→ WHAT TO DO: The expected answer is every line from the material below that has the word "Slot".

→ EXCERPTED DATA:
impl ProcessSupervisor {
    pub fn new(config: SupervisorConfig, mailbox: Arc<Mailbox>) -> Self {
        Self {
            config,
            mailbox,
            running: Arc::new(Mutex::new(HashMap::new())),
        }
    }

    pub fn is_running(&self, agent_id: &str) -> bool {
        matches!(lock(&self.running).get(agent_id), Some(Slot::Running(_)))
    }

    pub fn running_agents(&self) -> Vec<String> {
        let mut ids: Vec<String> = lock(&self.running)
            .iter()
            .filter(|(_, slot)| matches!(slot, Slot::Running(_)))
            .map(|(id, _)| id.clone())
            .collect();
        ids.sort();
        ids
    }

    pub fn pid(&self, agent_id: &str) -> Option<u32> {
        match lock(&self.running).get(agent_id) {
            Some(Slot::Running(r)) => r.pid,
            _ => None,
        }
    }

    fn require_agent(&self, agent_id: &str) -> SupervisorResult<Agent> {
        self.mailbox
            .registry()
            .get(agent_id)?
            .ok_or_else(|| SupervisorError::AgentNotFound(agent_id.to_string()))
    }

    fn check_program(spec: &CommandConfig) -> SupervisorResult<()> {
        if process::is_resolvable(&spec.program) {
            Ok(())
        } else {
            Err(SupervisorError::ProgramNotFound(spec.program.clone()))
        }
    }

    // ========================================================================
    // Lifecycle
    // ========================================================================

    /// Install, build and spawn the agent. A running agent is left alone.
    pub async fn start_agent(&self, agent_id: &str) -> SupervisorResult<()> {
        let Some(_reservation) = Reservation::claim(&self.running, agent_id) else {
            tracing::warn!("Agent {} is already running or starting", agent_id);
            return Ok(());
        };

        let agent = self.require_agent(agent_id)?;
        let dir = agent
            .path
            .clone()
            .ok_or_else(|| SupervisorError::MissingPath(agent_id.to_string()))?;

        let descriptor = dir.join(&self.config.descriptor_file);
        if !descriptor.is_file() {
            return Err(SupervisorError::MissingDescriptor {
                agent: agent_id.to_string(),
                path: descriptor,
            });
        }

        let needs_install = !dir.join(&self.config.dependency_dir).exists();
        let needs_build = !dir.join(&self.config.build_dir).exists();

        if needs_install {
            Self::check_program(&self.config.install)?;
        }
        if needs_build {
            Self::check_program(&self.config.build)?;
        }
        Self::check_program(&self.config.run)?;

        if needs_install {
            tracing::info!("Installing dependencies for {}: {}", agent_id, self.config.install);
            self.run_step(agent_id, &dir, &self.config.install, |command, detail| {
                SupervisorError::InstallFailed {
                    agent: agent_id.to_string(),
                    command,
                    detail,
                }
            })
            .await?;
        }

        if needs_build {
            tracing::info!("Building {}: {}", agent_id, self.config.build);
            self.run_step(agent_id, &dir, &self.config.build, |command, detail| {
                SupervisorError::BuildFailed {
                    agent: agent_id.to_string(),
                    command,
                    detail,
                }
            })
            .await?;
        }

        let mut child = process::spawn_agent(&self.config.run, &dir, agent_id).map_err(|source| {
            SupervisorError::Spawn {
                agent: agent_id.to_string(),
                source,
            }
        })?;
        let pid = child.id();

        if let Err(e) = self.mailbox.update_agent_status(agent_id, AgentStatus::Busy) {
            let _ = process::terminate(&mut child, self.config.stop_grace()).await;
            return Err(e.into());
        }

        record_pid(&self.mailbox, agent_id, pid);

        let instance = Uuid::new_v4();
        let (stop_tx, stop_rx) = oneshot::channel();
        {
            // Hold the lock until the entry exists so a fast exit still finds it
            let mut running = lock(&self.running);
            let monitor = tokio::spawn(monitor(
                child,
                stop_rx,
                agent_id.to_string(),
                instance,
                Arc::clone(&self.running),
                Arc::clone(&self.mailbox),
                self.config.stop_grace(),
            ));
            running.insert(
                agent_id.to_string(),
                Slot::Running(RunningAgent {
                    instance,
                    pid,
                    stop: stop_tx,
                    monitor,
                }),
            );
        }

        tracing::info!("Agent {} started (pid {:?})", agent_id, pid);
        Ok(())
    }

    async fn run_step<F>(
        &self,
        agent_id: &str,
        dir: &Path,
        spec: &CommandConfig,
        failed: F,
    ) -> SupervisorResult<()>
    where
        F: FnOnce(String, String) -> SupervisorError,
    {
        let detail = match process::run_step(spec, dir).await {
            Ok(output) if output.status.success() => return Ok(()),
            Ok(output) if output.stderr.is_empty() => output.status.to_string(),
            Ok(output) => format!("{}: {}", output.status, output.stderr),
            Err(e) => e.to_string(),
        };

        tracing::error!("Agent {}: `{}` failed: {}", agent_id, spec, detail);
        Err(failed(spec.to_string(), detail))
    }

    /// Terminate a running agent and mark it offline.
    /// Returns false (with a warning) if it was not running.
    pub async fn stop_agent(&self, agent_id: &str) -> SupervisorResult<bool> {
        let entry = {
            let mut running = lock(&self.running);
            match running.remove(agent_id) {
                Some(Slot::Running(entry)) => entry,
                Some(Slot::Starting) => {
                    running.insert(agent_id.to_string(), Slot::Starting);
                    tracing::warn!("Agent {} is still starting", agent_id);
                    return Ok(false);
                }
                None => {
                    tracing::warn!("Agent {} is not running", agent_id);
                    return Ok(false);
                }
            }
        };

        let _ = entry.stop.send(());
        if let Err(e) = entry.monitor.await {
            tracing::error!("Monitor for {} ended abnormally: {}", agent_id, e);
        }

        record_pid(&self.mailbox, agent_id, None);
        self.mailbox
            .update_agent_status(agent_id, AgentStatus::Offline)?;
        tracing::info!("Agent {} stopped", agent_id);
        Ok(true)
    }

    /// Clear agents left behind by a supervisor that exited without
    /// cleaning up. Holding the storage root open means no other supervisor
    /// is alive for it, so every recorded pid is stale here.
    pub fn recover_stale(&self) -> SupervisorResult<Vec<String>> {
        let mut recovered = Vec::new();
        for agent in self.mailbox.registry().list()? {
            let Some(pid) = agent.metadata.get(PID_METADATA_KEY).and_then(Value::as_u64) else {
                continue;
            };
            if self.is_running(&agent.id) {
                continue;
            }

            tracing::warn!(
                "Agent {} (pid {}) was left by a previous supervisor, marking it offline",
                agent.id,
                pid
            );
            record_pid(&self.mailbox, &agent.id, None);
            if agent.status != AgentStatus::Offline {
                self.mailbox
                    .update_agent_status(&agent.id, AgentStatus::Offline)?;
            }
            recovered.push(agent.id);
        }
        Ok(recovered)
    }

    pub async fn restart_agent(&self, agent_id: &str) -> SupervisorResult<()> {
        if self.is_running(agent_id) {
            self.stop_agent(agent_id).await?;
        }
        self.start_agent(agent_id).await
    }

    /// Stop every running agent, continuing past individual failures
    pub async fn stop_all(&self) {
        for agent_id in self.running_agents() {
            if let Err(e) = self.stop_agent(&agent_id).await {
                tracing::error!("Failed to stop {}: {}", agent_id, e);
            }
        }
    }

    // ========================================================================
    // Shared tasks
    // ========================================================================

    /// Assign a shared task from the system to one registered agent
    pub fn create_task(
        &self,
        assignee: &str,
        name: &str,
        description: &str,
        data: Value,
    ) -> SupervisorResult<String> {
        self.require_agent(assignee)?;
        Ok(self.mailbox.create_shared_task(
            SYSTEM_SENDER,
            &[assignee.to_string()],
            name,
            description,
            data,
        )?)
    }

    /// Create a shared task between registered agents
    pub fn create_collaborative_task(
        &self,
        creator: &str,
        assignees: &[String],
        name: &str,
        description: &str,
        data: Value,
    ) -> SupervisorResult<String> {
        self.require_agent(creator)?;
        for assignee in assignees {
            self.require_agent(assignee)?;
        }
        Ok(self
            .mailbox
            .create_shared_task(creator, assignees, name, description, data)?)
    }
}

* * *

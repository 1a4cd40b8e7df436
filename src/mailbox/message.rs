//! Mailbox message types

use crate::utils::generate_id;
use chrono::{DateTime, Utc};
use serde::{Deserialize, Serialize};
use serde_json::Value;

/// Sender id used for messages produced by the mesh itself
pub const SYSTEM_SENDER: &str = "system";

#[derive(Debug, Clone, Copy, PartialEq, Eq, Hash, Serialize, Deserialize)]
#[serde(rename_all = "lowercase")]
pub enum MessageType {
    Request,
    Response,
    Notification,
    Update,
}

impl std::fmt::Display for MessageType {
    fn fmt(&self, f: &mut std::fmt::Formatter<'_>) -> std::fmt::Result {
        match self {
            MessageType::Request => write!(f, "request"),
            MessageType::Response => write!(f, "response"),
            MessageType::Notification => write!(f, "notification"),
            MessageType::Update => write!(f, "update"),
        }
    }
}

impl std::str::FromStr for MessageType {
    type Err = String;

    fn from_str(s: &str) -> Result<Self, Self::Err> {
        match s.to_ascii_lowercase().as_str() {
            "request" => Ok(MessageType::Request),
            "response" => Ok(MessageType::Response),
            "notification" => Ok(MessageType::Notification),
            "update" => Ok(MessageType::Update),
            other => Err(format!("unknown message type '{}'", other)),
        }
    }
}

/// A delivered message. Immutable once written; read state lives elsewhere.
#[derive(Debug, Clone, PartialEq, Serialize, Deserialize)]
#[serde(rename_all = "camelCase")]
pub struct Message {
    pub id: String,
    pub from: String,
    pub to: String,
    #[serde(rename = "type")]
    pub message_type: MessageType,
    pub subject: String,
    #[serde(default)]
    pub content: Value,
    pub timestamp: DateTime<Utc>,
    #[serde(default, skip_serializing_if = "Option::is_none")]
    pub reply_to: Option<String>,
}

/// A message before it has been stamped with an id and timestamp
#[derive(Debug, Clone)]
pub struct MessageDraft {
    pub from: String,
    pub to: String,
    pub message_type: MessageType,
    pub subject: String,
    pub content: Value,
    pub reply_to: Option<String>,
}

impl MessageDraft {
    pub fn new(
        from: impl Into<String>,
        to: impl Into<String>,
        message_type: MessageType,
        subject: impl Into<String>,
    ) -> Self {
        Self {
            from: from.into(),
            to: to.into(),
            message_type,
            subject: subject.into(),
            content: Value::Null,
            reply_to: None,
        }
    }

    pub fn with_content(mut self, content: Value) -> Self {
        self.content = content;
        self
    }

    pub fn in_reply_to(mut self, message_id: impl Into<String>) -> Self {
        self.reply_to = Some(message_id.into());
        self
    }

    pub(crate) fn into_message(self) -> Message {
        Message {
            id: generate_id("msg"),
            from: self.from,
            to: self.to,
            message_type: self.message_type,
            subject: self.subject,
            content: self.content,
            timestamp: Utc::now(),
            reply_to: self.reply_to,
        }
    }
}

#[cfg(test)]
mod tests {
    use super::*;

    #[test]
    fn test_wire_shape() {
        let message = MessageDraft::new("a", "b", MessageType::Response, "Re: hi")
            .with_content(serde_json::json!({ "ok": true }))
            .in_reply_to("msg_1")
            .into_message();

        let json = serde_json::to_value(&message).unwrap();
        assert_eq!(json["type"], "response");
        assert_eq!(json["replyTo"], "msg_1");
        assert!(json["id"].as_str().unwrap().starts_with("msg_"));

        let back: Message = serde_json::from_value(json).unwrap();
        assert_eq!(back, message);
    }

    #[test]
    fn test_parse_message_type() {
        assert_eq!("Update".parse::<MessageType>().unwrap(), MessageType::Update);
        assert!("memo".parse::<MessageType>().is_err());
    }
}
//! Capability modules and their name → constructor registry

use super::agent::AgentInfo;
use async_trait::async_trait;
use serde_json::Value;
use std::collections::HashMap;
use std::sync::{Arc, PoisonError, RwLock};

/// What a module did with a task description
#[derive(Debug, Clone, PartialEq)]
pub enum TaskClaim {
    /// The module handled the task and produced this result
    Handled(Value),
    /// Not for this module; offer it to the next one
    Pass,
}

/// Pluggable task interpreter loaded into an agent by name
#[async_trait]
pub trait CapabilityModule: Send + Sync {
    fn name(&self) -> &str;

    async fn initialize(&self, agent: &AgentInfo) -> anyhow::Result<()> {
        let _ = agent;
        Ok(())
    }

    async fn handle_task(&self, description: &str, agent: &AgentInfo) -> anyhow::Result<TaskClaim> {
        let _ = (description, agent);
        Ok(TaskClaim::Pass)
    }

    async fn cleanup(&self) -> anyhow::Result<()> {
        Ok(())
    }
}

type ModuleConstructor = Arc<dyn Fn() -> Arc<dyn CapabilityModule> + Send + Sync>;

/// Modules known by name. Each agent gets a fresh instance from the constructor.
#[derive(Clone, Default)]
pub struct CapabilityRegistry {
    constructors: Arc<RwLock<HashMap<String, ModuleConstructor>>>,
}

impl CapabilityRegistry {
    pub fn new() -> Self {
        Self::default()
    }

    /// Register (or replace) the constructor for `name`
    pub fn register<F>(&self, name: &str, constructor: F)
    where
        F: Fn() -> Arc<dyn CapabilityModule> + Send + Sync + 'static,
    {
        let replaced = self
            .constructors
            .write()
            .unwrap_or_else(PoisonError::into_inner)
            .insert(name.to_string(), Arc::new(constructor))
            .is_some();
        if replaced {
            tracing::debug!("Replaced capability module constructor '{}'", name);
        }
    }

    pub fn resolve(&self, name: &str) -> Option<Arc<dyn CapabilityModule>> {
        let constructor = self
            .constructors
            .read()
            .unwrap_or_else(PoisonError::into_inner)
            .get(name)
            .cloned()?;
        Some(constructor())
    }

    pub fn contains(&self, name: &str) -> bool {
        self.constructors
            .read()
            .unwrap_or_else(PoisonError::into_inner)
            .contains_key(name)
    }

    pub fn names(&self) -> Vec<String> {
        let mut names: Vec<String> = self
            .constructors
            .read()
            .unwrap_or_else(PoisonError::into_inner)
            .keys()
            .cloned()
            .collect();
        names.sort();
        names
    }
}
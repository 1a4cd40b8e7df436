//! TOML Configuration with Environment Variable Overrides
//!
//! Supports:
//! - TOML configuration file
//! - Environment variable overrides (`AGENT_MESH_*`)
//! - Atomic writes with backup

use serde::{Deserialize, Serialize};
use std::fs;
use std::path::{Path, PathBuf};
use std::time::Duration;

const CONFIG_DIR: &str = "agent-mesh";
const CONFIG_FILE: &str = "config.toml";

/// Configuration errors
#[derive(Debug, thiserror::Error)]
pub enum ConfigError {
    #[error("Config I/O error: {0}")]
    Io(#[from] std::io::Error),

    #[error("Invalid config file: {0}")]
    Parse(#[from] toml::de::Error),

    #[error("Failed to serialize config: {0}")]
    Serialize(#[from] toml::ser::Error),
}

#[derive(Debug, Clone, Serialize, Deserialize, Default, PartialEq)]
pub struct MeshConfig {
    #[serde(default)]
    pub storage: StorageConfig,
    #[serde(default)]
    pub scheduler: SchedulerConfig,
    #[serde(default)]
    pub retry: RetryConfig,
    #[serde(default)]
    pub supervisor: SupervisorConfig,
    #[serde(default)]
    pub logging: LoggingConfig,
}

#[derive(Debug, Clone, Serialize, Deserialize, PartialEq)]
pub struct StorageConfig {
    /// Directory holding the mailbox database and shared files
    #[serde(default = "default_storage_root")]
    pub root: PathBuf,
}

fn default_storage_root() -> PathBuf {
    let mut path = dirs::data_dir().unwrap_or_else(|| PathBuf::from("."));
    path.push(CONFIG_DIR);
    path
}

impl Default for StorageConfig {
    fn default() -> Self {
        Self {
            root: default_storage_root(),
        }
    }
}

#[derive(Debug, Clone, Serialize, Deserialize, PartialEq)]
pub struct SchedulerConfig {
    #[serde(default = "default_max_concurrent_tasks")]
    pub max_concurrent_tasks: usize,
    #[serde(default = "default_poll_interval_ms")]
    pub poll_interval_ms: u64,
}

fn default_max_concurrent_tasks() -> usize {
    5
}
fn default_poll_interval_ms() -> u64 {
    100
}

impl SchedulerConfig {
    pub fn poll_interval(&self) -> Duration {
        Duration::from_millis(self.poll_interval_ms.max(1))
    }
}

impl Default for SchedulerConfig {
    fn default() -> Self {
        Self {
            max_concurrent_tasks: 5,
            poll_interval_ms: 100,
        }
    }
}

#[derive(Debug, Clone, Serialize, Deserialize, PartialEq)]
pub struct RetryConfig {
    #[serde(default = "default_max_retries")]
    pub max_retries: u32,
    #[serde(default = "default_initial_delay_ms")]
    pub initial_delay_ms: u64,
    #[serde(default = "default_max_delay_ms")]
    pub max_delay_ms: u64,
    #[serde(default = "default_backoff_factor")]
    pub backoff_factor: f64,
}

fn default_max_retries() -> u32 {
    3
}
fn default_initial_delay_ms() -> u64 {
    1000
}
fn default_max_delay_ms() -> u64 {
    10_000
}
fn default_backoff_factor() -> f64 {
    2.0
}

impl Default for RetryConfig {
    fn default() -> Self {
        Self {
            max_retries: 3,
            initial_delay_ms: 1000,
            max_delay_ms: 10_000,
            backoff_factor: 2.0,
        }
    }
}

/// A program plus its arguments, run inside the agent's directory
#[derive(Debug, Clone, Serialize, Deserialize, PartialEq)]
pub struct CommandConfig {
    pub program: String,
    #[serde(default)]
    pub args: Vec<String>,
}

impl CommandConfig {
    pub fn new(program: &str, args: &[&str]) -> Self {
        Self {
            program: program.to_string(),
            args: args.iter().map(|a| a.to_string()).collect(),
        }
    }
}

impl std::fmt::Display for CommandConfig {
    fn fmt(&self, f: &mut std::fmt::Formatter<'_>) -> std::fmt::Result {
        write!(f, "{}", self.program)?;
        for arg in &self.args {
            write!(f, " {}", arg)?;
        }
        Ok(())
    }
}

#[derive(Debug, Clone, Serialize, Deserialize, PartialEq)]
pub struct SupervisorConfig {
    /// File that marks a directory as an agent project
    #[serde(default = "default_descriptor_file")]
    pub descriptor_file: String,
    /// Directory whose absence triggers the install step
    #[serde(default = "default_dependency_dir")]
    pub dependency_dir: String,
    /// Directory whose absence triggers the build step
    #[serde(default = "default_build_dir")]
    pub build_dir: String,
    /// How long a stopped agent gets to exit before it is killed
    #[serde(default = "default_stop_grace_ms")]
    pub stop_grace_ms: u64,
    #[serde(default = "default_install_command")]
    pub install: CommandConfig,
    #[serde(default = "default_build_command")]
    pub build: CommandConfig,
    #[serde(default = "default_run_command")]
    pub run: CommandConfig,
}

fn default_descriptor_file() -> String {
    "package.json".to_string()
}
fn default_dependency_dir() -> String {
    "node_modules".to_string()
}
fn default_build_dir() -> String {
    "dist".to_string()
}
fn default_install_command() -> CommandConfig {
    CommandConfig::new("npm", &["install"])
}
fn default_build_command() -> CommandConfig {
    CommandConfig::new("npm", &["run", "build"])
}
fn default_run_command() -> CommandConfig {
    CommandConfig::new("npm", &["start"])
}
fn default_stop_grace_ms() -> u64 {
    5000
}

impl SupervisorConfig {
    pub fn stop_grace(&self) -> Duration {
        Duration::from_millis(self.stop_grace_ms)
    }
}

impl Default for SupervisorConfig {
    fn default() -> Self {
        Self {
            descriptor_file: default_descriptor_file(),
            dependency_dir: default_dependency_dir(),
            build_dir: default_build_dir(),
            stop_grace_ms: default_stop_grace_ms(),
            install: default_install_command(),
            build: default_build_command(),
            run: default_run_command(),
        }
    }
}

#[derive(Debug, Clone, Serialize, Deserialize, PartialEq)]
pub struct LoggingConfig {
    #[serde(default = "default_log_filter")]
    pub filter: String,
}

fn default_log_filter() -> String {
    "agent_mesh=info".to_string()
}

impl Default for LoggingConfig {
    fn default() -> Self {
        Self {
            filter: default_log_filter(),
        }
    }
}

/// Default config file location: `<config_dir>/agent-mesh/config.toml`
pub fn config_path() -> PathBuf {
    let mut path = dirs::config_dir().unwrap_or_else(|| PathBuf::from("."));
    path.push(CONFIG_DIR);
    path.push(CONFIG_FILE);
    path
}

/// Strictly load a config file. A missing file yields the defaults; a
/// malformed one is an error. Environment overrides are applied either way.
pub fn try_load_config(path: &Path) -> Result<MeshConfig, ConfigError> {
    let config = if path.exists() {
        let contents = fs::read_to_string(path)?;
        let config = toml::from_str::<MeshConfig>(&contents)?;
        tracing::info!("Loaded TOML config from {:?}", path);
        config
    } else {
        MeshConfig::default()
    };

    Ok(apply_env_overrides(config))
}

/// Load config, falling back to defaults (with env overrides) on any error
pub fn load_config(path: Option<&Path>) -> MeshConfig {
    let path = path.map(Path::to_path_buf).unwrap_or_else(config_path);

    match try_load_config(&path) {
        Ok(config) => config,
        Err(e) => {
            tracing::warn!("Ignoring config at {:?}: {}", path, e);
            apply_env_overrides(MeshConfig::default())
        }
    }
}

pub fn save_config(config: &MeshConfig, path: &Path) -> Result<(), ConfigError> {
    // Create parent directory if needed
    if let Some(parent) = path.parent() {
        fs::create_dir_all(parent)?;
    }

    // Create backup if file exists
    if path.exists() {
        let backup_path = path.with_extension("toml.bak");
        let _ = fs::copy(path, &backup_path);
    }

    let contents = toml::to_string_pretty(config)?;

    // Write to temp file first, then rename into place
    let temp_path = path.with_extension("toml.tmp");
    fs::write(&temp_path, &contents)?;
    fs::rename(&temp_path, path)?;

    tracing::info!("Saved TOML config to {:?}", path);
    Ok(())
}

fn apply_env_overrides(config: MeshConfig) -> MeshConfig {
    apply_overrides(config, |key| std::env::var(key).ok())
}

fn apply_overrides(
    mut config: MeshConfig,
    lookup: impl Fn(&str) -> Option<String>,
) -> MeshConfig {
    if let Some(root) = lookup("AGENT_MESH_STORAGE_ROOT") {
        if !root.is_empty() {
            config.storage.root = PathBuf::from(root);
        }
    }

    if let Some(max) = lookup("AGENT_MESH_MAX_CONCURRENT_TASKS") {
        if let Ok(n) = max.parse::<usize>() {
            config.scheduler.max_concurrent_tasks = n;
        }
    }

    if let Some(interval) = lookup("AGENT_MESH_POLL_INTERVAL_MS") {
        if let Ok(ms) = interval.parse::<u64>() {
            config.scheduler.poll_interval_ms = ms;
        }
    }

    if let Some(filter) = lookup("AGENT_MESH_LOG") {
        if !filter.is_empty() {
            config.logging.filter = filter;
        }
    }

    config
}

* * *

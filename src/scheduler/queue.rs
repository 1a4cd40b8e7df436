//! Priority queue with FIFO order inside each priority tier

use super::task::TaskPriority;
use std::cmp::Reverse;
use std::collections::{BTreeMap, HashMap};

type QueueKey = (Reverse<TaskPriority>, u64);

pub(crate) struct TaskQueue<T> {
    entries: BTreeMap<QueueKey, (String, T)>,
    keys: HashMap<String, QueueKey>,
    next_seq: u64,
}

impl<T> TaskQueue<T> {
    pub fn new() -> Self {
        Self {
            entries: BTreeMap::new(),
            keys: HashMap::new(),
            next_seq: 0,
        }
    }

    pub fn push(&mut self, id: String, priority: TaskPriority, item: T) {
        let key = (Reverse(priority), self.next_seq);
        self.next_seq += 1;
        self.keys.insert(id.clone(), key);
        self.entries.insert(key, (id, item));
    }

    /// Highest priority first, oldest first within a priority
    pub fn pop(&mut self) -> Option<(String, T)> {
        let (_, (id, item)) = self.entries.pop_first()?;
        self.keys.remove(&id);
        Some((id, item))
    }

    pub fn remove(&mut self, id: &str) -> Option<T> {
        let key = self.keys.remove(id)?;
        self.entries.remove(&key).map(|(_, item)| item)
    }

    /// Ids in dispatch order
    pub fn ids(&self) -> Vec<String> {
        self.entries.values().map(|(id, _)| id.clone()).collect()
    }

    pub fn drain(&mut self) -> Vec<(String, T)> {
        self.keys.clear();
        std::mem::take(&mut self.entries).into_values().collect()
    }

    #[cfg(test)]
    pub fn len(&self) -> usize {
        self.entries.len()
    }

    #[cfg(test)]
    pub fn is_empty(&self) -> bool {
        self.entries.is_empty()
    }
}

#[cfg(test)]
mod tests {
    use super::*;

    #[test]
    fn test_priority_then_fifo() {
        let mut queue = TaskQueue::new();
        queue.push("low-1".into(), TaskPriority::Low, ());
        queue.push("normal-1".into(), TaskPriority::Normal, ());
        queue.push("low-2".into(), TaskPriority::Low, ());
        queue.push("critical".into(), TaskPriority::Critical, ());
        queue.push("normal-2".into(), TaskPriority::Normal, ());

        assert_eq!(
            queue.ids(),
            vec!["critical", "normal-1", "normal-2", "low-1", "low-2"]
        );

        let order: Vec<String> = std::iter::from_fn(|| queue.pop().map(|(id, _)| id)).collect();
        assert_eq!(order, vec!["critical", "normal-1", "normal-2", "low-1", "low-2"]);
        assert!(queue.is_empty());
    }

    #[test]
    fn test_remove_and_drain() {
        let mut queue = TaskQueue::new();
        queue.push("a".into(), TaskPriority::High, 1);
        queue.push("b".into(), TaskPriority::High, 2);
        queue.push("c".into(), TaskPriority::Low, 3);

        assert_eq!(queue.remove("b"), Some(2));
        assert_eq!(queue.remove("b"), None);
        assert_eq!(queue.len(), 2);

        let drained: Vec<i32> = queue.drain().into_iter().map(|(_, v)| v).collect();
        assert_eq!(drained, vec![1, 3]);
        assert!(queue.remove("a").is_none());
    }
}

→ RESPONSE BOX:
        matches!(lock(&self.running).get(agent_id), Some(Slot::Running(_)))
            .filter(|(_, slot)| matches!(slot, Slot::Running(_)))
            Some(Slot::Running(r)) => r.pid,
                Slot::Running(RunningAgent {
                Some(Slot::Running(entry)) => entry,
                Some(Slot::Starting) => {
                    running.insert(agent_id.to_string(), Slot::Starting);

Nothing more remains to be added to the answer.